July 21, 2017

...Learn TDD with Codemanship

Calculating Reading Ease for Code

More deliberating this week about program readability.

This week I've thought a lot about how to make code easy to read.

According to a popular measure of reading ease, one of these sentences is easier to read.

The Flesch Reading Ease Score (FRES) was developed by author and Plain English advocate Rudolph Flesch in 1948.

The formula uses the average length of sentences in the text and the average number of syllables in the words to estimate the required educational level (in US education, the "grade level") of the audience.

FRES = 206.835 - (1.015 x Average Words Per Sentence) - (84.6 x Average Syllables Per Word)

This produces a number typically between 0 - 100, with higher values meaning better reading ease. The text of an advert aimed at a wide consumer audience might have a FRES of about 80-89 (meaning it could be understood by your average 8th-9th grader). The text of a peer-reviewed scientific paper might have a FRES less than 20, meaning that only college graduates might be able to understand it.

As you can see from the formula, the greatest emphasis is placed on the number of syllables in words. So, although "More deliberating this week about program readability" is a shorter sentence than "This week I've thought a lot about how to make code easy to read", its reading ease score is much lower.

This week I've thought a lot about how to make code easy to read.
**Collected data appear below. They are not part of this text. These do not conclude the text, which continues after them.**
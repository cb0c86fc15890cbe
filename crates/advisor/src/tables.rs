//! Static recommendation tables.
//!
//! Expected-value scores per follow-up window and historical response rates
//! per message style, both keyed by company type. Recommendations are plain
//! argmax lookups over these tables.

use serde::{Deserialize, Deserializer, Serialize};
use std::fmt;

/// Company size bucket.
#[derive(Debug, Clone, Copy, Default, PartialEq, Eq, Serialize)]
#[serde(rename_all = "lowercase")]
pub enum CompanyType {
    Startup,
    #[default]
    Midsize,
    Enterprise,
}

impl CompanyType {
    /// Parse a company type, falling back to midsize for anything unknown.
    pub fn parse(s: &str) -> Self {
        match s.trim().to_lowercase().as_str() {
            "startup" => CompanyType::Startup,
            "enterprise" => CompanyType::Enterprise,
            "midsize" => CompanyType::Midsize,
            other => {
                tracing::debug!("Unknown company type {:?}, using midsize", other);
                CompanyType::Midsize
            }
        }
    }

    pub fn as_str(&self) -> &'static str {
        match self {
            CompanyType::Startup => "startup",
            CompanyType::Midsize => "midsize",
            CompanyType::Enterprise => "enterprise",
        }
    }

    fn row(&self) -> usize {
        match self {
            CompanyType::Startup => 0,
            CompanyType::Midsize => 1,
            CompanyType::Enterprise => 2,
        }
    }
}

impl fmt::Display for CompanyType {
    fn fmt(&self, f: &mut fmt::Formatter<'_>) -> fmt::Result {
        f.write_str(self.as_str())
    }
}

impl<'de> Deserialize<'de> for CompanyType {
    fn deserialize<D: Deserializer<'de>>(deserializer: D) -> Result<Self, D::Error> {
        let raw = String::deserialize(deserializer)?;
        Ok(CompanyType::parse(&raw))
    }
}

/// Follow-up wait window.
#[derive(Debug, Clone, Copy, PartialEq, Eq, Serialize, Deserialize)]
pub enum WaitWindow {
    #[serde(rename = "1-3 days")]
    Days1To3,
    #[serde(rename = "3-5 days")]
    Days3To5,
    #[serde(rename = "5-7 days")]
    Days5To7,
    #[serde(rename = "7-10 days")]
    Days7To10,
}

impl WaitWindow {
    pub const ALL: [WaitWindow; 4] = [
        WaitWindow::Days1To3,
        WaitWindow::Days3To5,
        WaitWindow::Days5To7,
        WaitWindow::Days7To10,
    ];

    pub fn label(&self) -> &'static str {
        match self {
            WaitWindow::Days1To3 => "1-3 days",
            WaitWindow::Days3To5 => "3-5 days",
            WaitWindow::Days5To7 => "5-7 days",
            WaitWindow::Days7To10 => "7-10 days",
        }
    }

    /// First day of the window.
    pub fn lower_bound(&self) -> u32 {
        match self {
            WaitWindow::Days1To3 => 1,
            WaitWindow::Days3To5 => 3,
            WaitWindow::Days5To7 => 5,
            WaitWindow::Days7To10 => 7,
        }
    }
}

impl fmt::Display for WaitWindow {
    fn fmt(&self, f: &mut fmt::Formatter<'_>) -> fmt::Result {
        f.write_str(self.label())
    }
}

/// Follow-up message tone.
#[derive(Debug, Clone, Copy, PartialEq, Eq, Serialize, Deserialize)]
#[serde(rename_all = "snake_case")]
pub enum MessageStyle {
    Formal,
    Casual,
    ConnectionFocused,
}

impl MessageStyle {
    pub const ALL: [MessageStyle; 3] = [
        MessageStyle::Formal,
        MessageStyle::Casual,
        MessageStyle::ConnectionFocused,
    ];

    pub fn as_str(&self) -> &'static str {
        match self {
            MessageStyle::Formal => "formal",
            MessageStyle::Casual => "casual",
            MessageStyle::ConnectionFocused => "connection_focused",
        }
    }
}

impl fmt::Display for MessageStyle {
    fn fmt(&self, f: &mut fmt::Formatter<'_>) -> fmt::Result {
        f.write_str(self.as_str())
    }
}

// Rows: startup, midsize, enterprise. Columns follow `WaitWindow::ALL`.
const TIMING_SCORES: [[f64; 4]; 3] = [
    [10.83, 8.42, 6.15, 3.91],
    [7.25, 9.18, 8.67, 6.42],
    [3.12, 5.67, 7.89, 4.06],
];

// Rows follow `MessageStyle::ALL`. Columns: startup, midsize, enterprise.
const STYLE_RATES: [[f64; 3]; 3] = [
    [0.283, 0.358, 0.417],
    [0.733, 0.408, 0.267],
    [0.700, 0.625, 0.550],
];

const FLAT_TABLE_CONFIDENCE: f64 = 85.0;

/// Expected-value score of following up in `window` at a `company` type.
pub fn timing_score(company: CompanyType, window: WaitWindow) -> f64 {
    let column = WaitWindow::ALL
        .iter()
        .position(|w| *w == window)
        .unwrap_or_default();
    TIMING_SCORES[company.row()][column]
}

/// Historical response rate of `style` at a `company` type, in `0..=1`.
pub fn success_rate(style: MessageStyle, company: CompanyType) -> f64 {
    let row = MessageStyle::ALL
        .iter()
        .position(|s| *s == style)
        .unwrap_or_default();
    STYLE_RATES[row][company.row()]
}

/// Recommended follow-up window.
#[derive(Debug, Clone, Copy, PartialEq, Serialize)]
pub struct TimingRecommendation {
    pub company_type: CompanyType,
    pub wait_time: WaitWindow,
    pub q_value: f64,
    /// Percentage, 0-100
    pub confidence: f64,
}

impl TimingRecommendation {
    /// True once `days_since_application` reaches the window's first day.
    pub fn should_act_now(&self, days_since_application: u32) -> bool {
        days_since_application >= self.wait_time.lower_bound()
    }
}

/// Recommended message style.
#[derive(Debug, Clone, Copy, PartialEq, Serialize)]
pub struct StyleRecommendation {
    pub style: MessageStyle,
    pub success_rate: f64,
    /// Percentage, 0-100
    pub confidence: f64,
}

/// Best follow-up window for `company`.
///
/// Confidence is the winning score's position between the row minimum and
/// maximum. A startup reached through a connection is always pinned to the
/// earliest window.
pub fn recommend_timing(company: CompanyType, has_connection: bool) -> TimingRecommendation {
    let row = &TIMING_SCORES[company.row()];

    let mut best = 0;
    for (i, score) in row.iter().enumerate() {
        if *score > row[best] {
            best = i;
        }
    }

    let max = row.iter().copied().fold(f64::MIN, f64::max);
    let min = row.iter().copied().fold(f64::MAX, f64::min);
    let q_value = row[best];
    let mut confidence = if max > min {
        (q_value - min) / (max - min) * 100.0
    } else {
        FLAT_TABLE_CONFIDENCE
    };
    let mut wait_time = WaitWindow::ALL[best];

    if has_connection && company == CompanyType::Startup {
        wait_time = WaitWindow::Days1To3;
        confidence = (confidence + 10.0).min(95.0);
    }

    TimingRecommendation {
        company_type: company,
        wait_time,
        q_value,
        confidence,
    }
}

/// Best message style for `company`; connection-focused whenever there is a
/// connection.
pub fn recommend_style(company: CompanyType, has_connection: bool) -> StyleRecommendation {
    let style = if has_connection {
        MessageStyle::ConnectionFocused
    } else {
        let mut best = MessageStyle::ALL[0];
        for style in MessageStyle::ALL {
            if success_rate(style, company) > success_rate(best, company) {
                best = style;
            }
        }
        best
    };

    let rate = success_rate(style, company);
    StyleRecommendation {
        style,
        success_rate: rate,
        confidence: rate * 100.0,
    }
}

#[cfg(test)]
mod tests {
    use super::*;

    #[test]
    fn test_company_type_parse_falls_back_to_midsize() {
        assert_eq!(CompanyType::parse("Startup"), CompanyType::Startup);
        assert_eq!(CompanyType::parse(" enterprise "), CompanyType::Enterprise);
        assert_eq!(CompanyType::parse("agency"), CompanyType::Midsize);
        assert_eq!(CompanyType::parse(""), CompanyType::Midsize);

        let parsed: CompanyType = serde_json::from_str("\"nonprofit\"").unwrap();
        assert_eq!(parsed, CompanyType::Midsize);
    }

    #[test]
    fn test_timing_argmax_per_company() {
        let enterprise = recommend_timing(CompanyType::Enterprise, false);
        assert_eq!(enterprise.wait_time, WaitWindow::Days5To7);
        assert_eq!(enterprise.q_value, 7.89);
        assert!((enterprise.confidence - 100.0).abs() < 1e-9);

        let midsize = recommend_timing(CompanyType::Midsize, false);
        assert_eq!(midsize.wait_time, WaitWindow::Days3To5);
        assert_eq!(midsize.q_value, 9.18);
    }

    #[test]
    fn test_startup_with_connection_is_pinned() {
        let rec = recommend_timing(CompanyType::Startup, true);
        assert_eq!(rec.wait_time, WaitWindow::Days1To3);
        assert_eq!(rec.q_value, 10.83);
        assert!((rec.confidence - 95.0).abs() < 1e-9);
    }

    #[test]
    fn test_should_act_now() {
        let rec = recommend_timing(CompanyType::Enterprise, false);
        assert!(!rec.should_act_now(4));
        assert!(rec.should_act_now(5));
        assert!(rec.should_act_now(12));
    }

    #[test]
    fn test_style_recommendation() {
        let startup = recommend_style(CompanyType::Startup, false);
        assert_eq!(startup.style, MessageStyle::Casual);
        assert_eq!(startup.success_rate, 0.733);
        assert!((startup.confidence - 73.3).abs() < 1e-9);

        let enterprise = recommend_style(CompanyType::Enterprise, false);
        assert_eq!(enterprise.style, MessageStyle::ConnectionFocused);

        let connected = recommend_style(CompanyType::Enterprise, true);
        assert_eq!(connected.style, MessageStyle::ConnectionFocused);
        assert_eq!(connected.success_rate, 0.550);
    }

    #[test]
    fn test_lookup_helpers() {
        assert_eq!(timing_score(CompanyType::Startup, WaitWindow::Days7To10), 3.91);
        assert_eq!(success_rate(MessageStyle::Formal, CompanyType::Midsize), 0.358);
    }

    #[test]
    fn test_serialized_labels() {
        assert_eq!(
            serde_json::to_string(&WaitWindow::Days3To5).unwrap(),
            "\"3-5 days\""
        );
        assert_eq!(
            serde_json::to_string(&MessageStyle::ConnectionFocused).unwrap(),
            "\"connection_focused\""
        );
        assert_eq!(
            serde_json::to_string(&CompanyType::Startup).unwrap(),
            "\"startup\""
        );
    }
}
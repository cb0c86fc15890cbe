//! Timing advisor: when to follow up.

use super::{guidance, render, Chain, Retrieval};
use crate::tables::{recommend_timing, CompanyType, TimingRecommendation};
use postapply_core::AppResult;
use postapply_knowledge::{ChainPrompt, SourceRef, SynthesisResponse};
use postapply_prompt::PromptCatalog;
use serde::{Deserialize, Serialize};

const RETRIEVAL_K: usize = 3;

#[derive(Debug, Clone, Default, PartialEq, Deserialize)]
#[serde(default, deny_unknown_fields)]
pub struct TimingInput {
    pub company_type: CompanyType,
    pub has_connection: bool,
    /// Days since the application was sent
    pub current_day: u32,
}

#[derive(Debug, Clone)]
pub struct TimingPlan {
    input: TimingInput,
    recommendation: TimingRecommendation,
}

#[derive(Debug, Clone, PartialEq, Serialize)]
pub struct TimingAdvice {
    /// Recommended window, e.g. "3-5 days"
    pub recommendation: String,
    pub confidence: f64,
    pub q_value: f64,
    pub reasoning: String,
    pub should_act_now: bool,
    pub company_type: CompanyType,
    pub sources: Vec<SourceRef>,
}

#[derive(Debug, Clone, Copy, Default)]
pub struct TimingAdvisor;

impl Chain for TimingAdvisor {
    type Input = TimingInput;
    type Plan = TimingPlan;
    type Output = TimingAdvice;

    const NAME: &'static str = "Timing Advisor";

    fn plan(&self, input: TimingInput) -> TimingPlan {
        let recommendation = recommend_timing(input.company_type, input.has_connection);
        TimingPlan {
            input,
            recommendation,
        }
    }

    fn retrievals(&self, plan: &TimingPlan) -> Vec<Retrieval> {
        let connection = if plan.input.has_connection {
            "with a connection"
        } else {
            "cold (no connection)"
        };
        vec![Retrieval::new(
            format!(
                "When should I follow up with a {} company {}?",
                plan.input.company_type, connection
            ),
            RETRIEVAL_K,
        )]
    }

    fn prompt(
        &self,
        plan: &TimingPlan,
        grounding: &[SynthesisResponse],
        prompts: &PromptCatalog,
    ) -> AppResult<Option<ChainPrompt>> {
        let connection = if plan.input.has_connection {
            "with a mutual connection"
        } else {
            "as a cold application (no connection)"
        };
        let rec = &plan.recommendation;

        render(
            prompts,
            "chain.timing",
            &[
                ("company_type", plan.input.company_type.to_string()),
                ("connection", connection.to_string()),
                ("current_day", plan.input.current_day.to_string()),
                ("wait_time", rec.wait_time.to_string()),
                ("confidence", format!("{:.1}", rec.confidence)),
                ("q_value", format!("{:.2}", rec.q_value)),
                ("guidance", guidance(grounding, 0).to_string()),
            ],
        )
        .map(Some)
    }

    fn shape(
        &self,
        plan: TimingPlan,
        grounding: Vec<SynthesisResponse>,
        generated: Option<String>,
    ) -> AppResult<TimingAdvice> {
        let rec = plan.recommendation;
        Ok(TimingAdvice {
            recommendation: rec.wait_time.to_string(),
            confidence: rec.confidence,
            q_value: rec.q_value,
            reasoning: generated.unwrap_or_default(),
            should_act_now: rec.should_act_now(plan.input.current_day),
            company_type: plan.input.company_type,
            sources: grounding.into_iter().flat_map(|r| r.sources).collect(),
        })
    }
}

impl TimingPlan {
    pub fn recommendation(&self) -> &TimingRecommendation {
        &self.recommendation
    }
}
//! Embedder capability for the knowledge base.
//!
//! Provides provider-agnostic embedding generation. The vector index and the
//! retrieval engine only ever see `Arc<dyn EmbeddingProvider>`.

pub mod config;
pub mod provider;
pub mod providers;

pub use config::EmbeddingConfig;
pub use provider::{create_provider, EmbeddingProvider};
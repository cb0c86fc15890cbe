//! Confidence explainer: restates recommendation metrics in plain language.
//!
//! No retrieval; one short generation per call.

use super::{render, Chain, Retrieval};
use postapply_core::AppResult;
use postapply_knowledge::{ChainPrompt, SynthesisResponse};
use postapply_prompt::PromptCatalog;
use serde::{Deserialize, Serialize};

const MISSING: &str = "N/A";

/// Metrics behind a timing recommendation. Absent values render as "N/A".
#[derive(Debug, Clone, Default, PartialEq, Serialize, Deserialize)]
#[serde(default, deny_unknown_fields)]
pub struct TimingMetrics {
    #[serde(skip_serializing_if = "Option::is_none")]
    pub wait_time: Option<String>,
    #[serde(skip_serializing_if = "Option::is_none")]
    pub q_value: Option<f64>,
    #[serde(skip_serializing_if = "Option::is_none")]
    pub confidence: Option<f64>,
    #[serde(skip_serializing_if = "Option::is_none")]
    pub company_type: Option<String>,
}

/// Metrics behind a style recommendation. Absent values render as "N/A".
#[derive(Debug, Clone, Default, PartialEq, Serialize, Deserialize)]
#[serde(default, deny_unknown_fields)]
pub struct StyleMetrics {
    #[serde(skip_serializing_if = "Option::is_none")]
    pub style: Option<String>,
    /// Response rate in `0..=1`
    #[serde(skip_serializing_if = "Option::is_none")]
    pub success_rate: Option<f64>,
    #[serde(skip_serializing_if = "Option::is_none")]
    pub confidence: Option<f64>,
    #[serde(skip_serializing_if = "Option::is_none")]
    pub company_type: Option<String>,
}

#[derive(Debug, Clone, PartialEq, Serialize)]
#[serde(tag = "recommendation_type", content = "metrics", rename_all = "snake_case")]
pub enum ExplainInput {
    Timing(TimingMetrics),
    Style(StyleMetrics),
}

impl ExplainInput {
    pub fn kind(&self) -> &'static str {
        match self {
            ExplainInput::Timing(_) => "timing",
            ExplainInput::Style(_) => "style",
        }
    }
}

#[derive(Debug, Clone, PartialEq, Serialize)]
pub struct Explanation {
    #[serde(flatten)]
    pub input: ExplainInput,
    pub explanation: String,
}

#[derive(Debug, Clone, Copy, Default)]
pub struct ConfidenceExplainer;

impl Chain for ConfidenceExplainer {
    type Input = ExplainInput;
    type Plan = ExplainInput;
    type Output = Explanation;

    const NAME: &'static str = "Confidence Explainer";

    fn plan(&self, input: ExplainInput) -> ExplainInput {
        input
    }

    fn retrievals(&self, _plan: &ExplainInput) -> Vec<Retrieval> {
        Vec::new()
    }

    fn prompt(
        &self,
        plan: &ExplainInput,
        _grounding: &[SynthesisResponse],
        prompts: &PromptCatalog,
    ) -> AppResult<Option<ChainPrompt>> {
        let prompt = match plan {
            ExplainInput::Timing(m) => render(
                prompts,
                "chain.confidence.timing",
                &[
                    ("wait_time", text_or_missing(&m.wait_time)),
                    ("q_value", number_or_missing(m.q_value, |v| format!("{:.2}", v))),
                    ("confidence", number_or_missing(m.confidence, |v| format!("{:.1}", v))),
                    ("company_type", text_or_missing(&m.company_type)),
                ],
            )?,
            ExplainInput::Style(m) => render(
                prompts,
                "chain.confidence.style",
                &[
                    ("style", text_or_missing(&m.style)),
                    (
                        "success_rate",
                        number_or_missing(m.success_rate, |v| format!("{:.1}%", v * 100.0)),
                    ),
                    ("confidence", number_or_missing(m.confidence, |v| format!("{:.1}", v))),
                    ("company_type", text_or_missing(&m.company_type)),
                ],
            )?,
        };
        Ok(Some(prompt))
    }

    fn shape(
        &self,
        plan: ExplainInput,
        _grounding: Vec<SynthesisResponse>,
        generated: Option<String>,
    ) -> AppResult<Explanation> {
        Ok(Explanation {
            input: plan,
            explanation: generated.unwrap_or_default(),
        })
    }
}

fn text_or_missing(value: &Option<String>) -> String {
    value.clone().unwrap_or_else(|| MISSING.to_string())
}

fn number_or_missing(value: Option<f64>, format: impl Fn(f64) -> String) -> String {
    value.map(format).unwrap_or_else(|| MISSING.to_string())
}

#[cfg(test)]
mod tests {
    use super::*;

    #[test]
    fn test_timing_prompt_formats_metrics() {
        let prompts = PromptCatalog::builtin().unwrap();
        let input = ExplainInput::Timing(TimingMetrics {
            wait_time: Some("5-7 days".to_string()),
            q_value: Some(7.8912),
            confidence: Some(100.0),
            company_type: Some("enterprise".to_string()),
        });

        let prompt = ConfidenceExplainer
            .prompt(&input, &[], &prompts)
            .unwrap()
            .unwrap();

        assert_eq!(prompt.max_tokens, Some(500));
        assert!(prompt.user.contains("Recommended timing: 5-7 days"));
        assert!(prompt.user.contains("Expected value score: 7.89"));
        assert!(prompt.user.contains("Confidence: 100.0%"));
    }

    #[test]
    fn test_missing_metrics_render_placeholder() {
        let prompts = PromptCatalog::builtin().unwrap();
        let input = ExplainInput::Style(StyleMetrics {
            style: Some("casual".to_string()),
            ..Default::default()
        });

        let prompt = ConfidenceExplainer
            .prompt(&input, &[], &prompts)
            .unwrap()
            .unwrap();

        assert!(prompt.user.contains("Recommended style: casual"));
        assert!(prompt.user.contains("Response rate: N/A"));
        assert!(prompt.user.contains("Company type: N/A"));
    }

    #[test]
    fn test_no_retrieval() {
        let input = ExplainInput::Timing(TimingMetrics::default());
        assert!(ConfidenceExplainer.retrievals(&input).is_empty());
    }

    #[test]
    fn test_explanation_serialization() {
        let explanation = Explanation {
            input: ExplainInput::Style(StyleMetrics {
                style: Some("formal".to_string()),
                confidence: Some(41.7),
                ..Default::default()
            }),
            explanation: "Formal works for large firms.".to_string(),
        };

        let json = serde_json::to_value(&explanation).unwrap();
        assert_eq!(json["recommendation_type"], "style");
        assert_eq!(json["metrics"]["style"], "formal");
        assert!(json["metrics"].get("success_rate").is_none());
        assert_eq!(json["explanation"], "Formal works for large firms.");
    }
}
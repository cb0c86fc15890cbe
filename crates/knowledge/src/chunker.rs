//! Recursive text chunking with configurable size and overlap.
//!
//! Text is split on the coarsest separator first (paragraph break), and any
//! piece that is still too long is re-split on the next separator (line
//! break, sentence end, space). Pieces are then merged greedily into chunk
//! bodies, and each chunk is prefixed with the characters immediately
//! preceding its body so consecutive chunks overlap.
//!
//! All lengths are counted in Unicode scalar values, never bytes.

use crate::document::Document;
use postapply_core::{AppError, AppResult};
use serde::{Deserialize, Serialize};
use std::ops::Range;

/// Chunking parameters.
#[derive(Debug, Clone, PartialEq, Serialize, Deserialize)]
pub struct ChunkConfig {
    /// Maximum chunk length in characters
    pub max_chars: usize,

    /// Characters repeated from the preceding text at the start of each chunk
    pub overlap_chars: usize,

    /// Separators in priority order, coarsest first
    pub separators: Vec<String>,
}

impl Default for ChunkConfig {
    fn default() -> Self {
        Self {
            max_chars: 500,
            overlap_chars: 50,
            separators: vec![
                "\n\n".to_string(),
                "\n".to_string(),
                ". ".to_string(),
                " ".to_string(),
            ],
        }
    }
}

impl ChunkConfig {
    /// Config with the default separators.
    pub fn new(max_chars: usize, overlap_chars: usize) -> Self {
        Self {
            max_chars,
            overlap_chars,
            ..Self::default()
        }
    }

    pub fn validate(&self) -> AppResult<()> {
        if self.max_chars == 0 {
            return Err(AppError::Knowledge(
                "Chunk size must be positive".to_string(),
            ));
        }
        if self.overlap_chars >= self.max_chars {
            return Err(AppError::Knowledge(format!(
                "Chunk overlap ({}) must be smaller than chunk size ({})",
                self.overlap_chars, self.max_chars
            )));
        }
        if self.separators.iter().any(String::is_empty) {
            return Err(AppError::Knowledge(
                "Chunk separators cannot be empty".to_string(),
            ));
        }
        Ok(())
    }

    /// Upper bound for the part of a chunk that is not overlap.
    fn body_limit(&self) -> usize {
        self.max_chars - self.overlap_chars
    }
}

/// A bounded span of a document's text, the unit of retrieval.
#[derive(Debug, Clone, PartialEq, Serialize, Deserialize)]
pub struct Chunk {
    /// Dense corpus-wide id, assigned in document order
    pub id: usize,

    /// Id of the document this chunk was cut from
    pub document_id: String,

    /// Chunk text: overlap prefix followed by the body
    pub text: String,

    /// Character range of `text` within the document
    pub char_range: Range<usize>,

    /// Number of leading characters repeated from the preceding text
    pub overlap: usize,
}

impl Chunk {
    /// The part of the chunk not shared with its predecessor.
    pub fn body(&self) -> &str {
        match self.text.char_indices().nth(self.overlap) {
            Some((byte, _)) => &self.text[byte..],
            None => "",
        }
    }
}

/// Chunk a whole corpus, assigning dense ids across all documents.
///
/// Ids follow document order, then position within the document, so the
/// output is identical across runs for the same input and configuration.
pub fn chunk_corpus(documents: &[Document], config: &ChunkConfig) -> AppResult<Vec<Chunk>> {
    config.validate()?;

    let mut chunks = Vec::new();
    for document in documents {
        chunks.extend(chunk_document(document, config));
    }
    for (id, chunk) in chunks.iter_mut().enumerate() {
        chunk.id = id;
    }

    tracing::info!(
        "Chunked {} documents into {} chunks (size: {}, overlap: {})",
        documents.len(),
        chunks.len(),
        config.max_chars,
        config.overlap_chars
    );

    Ok(chunks)
}

/// Chunk a single document.
///
/// Ids are local to the document (0, 1, ...) until renumbered by
/// [`chunk_corpus`]. The configuration is assumed valid.
pub fn chunk_document(document: &Document, config: &ChunkConfig) -> Vec<Chunk> {
    let chars: Vec<char> = document.content.chars().collect();
    if chars.is_empty() {
        return Vec::new();
    }

    let separators: Vec<Vec<char>> = config
        .separators
        .iter()
        .map(|s| s.chars().collect())
        .collect();

    let mut pieces = Vec::new();
    split_range(
        &chars,
        0..chars.len(),
        &separators,
        config.body_limit(),
        &mut pieces,
    );

    let bodies = merge_pieces(pieces, config.body_limit());

    let chunks: Vec<Chunk> = bodies
        .into_iter()
        .enumerate()
        .map(|(position, body)| {
            let prefix = config
                .overlap_chars
                .min(body.start)
                .min(config.max_chars.saturating_sub(body.len()));
            let range = (body.start - prefix)..body.end;
            Chunk {
                id: position,
                document_id: document.id.clone(),
                text: chars[range.clone()].iter().collect(),
                char_range: range,
                overlap: prefix,
            }
        })
        .collect();

    tracing::debug!("Chunked {} into {} chunks", document.id, chunks.len());
    chunks
}

/// Recursively split `range` until every piece fits `limit`.
///
/// A piece with no separator left to split on is emitted whole.
fn split_range(
    chars: &[char],
    range: Range<usize>,
    separators: &[Vec<char>],
    limit: usize,
    out: &mut Vec<Range<usize>>,
) {
    if range.len() <= limit {
        out.push(range);
        return;
    }

    for (level, separator) in separators.iter().enumerate() {
        let pieces = split_after(chars, range.clone(), separator);
        if pieces.len() > 1 {
            for piece in pieces {
                split_range(chars, piece, &separators[level + 1..], limit, out);
            }
            return;
        }
    }

    out.push(range);
}

/// Split `range` after each occurrence of `separator`.
///
/// The separator stays attached to the piece it ends, so the pieces are
/// contiguous and cover `range` exactly.
fn split_after(chars: &[char], range: Range<usize>, separator: &[char]) -> Vec<Range<usize>> {
    let mut pieces = Vec::new();
    let mut piece_start = range.start;
    let mut i = range.start;

    while i + separator.len() <= range.end {
        if chars[i..i + separator.len()] == *separator {
            i += separator.len();
            pieces.push(piece_start..i);
            piece_start = i;
        } else {
            i += 1;
        }
    }

    if piece_start < range.end {
        pieces.push(piece_start..range.end);
    }
    pieces
}

/// Greedily merge contiguous pieces into bodies of at most `limit` characters.
fn merge_pieces(pieces: Vec<Range<usize>>, limit: usize) -> Vec<Range<usize>> {
    let mut bodies: Vec<Range<usize>> = Vec::new();
    let mut current: Option<Range<usize>> = None;

    for piece in pieces {
        current = match current {
            Some(body) if body.len() + piece.len() <= limit => Some(body.start..piece.end),
            Some(body) => {
                bodies.push(body);
                Some(piece)
            }
            None => Some(piece),
        };
    }

    bodies.extend(current);
    bodies
}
- words per sentence = 14, syllables per word = 1.14

=> FRES = 93.9

Very easy to read

More deliberating this week about program readability

- words per sentence = 7, syllables per word = 2.43

=> FRES = - 10.7

Very difficult to read

I've been wondering for some time if the FRES formula could be applied to code. For sure, in code we have words. And those words have syllables. It would be straightforward to find all the words in a block of code or a source file and count them.

A very simple regex can find all the alphanumeric strings in a block of code, and I'd already figured out how to parse identifiers written in PascalCase and camelCase. (Sorry, underscores lovers. I'll add that soon.)

Counting syllables is less straightforward, but if you're prepared to accept a compromise, it's only 3 lines of code.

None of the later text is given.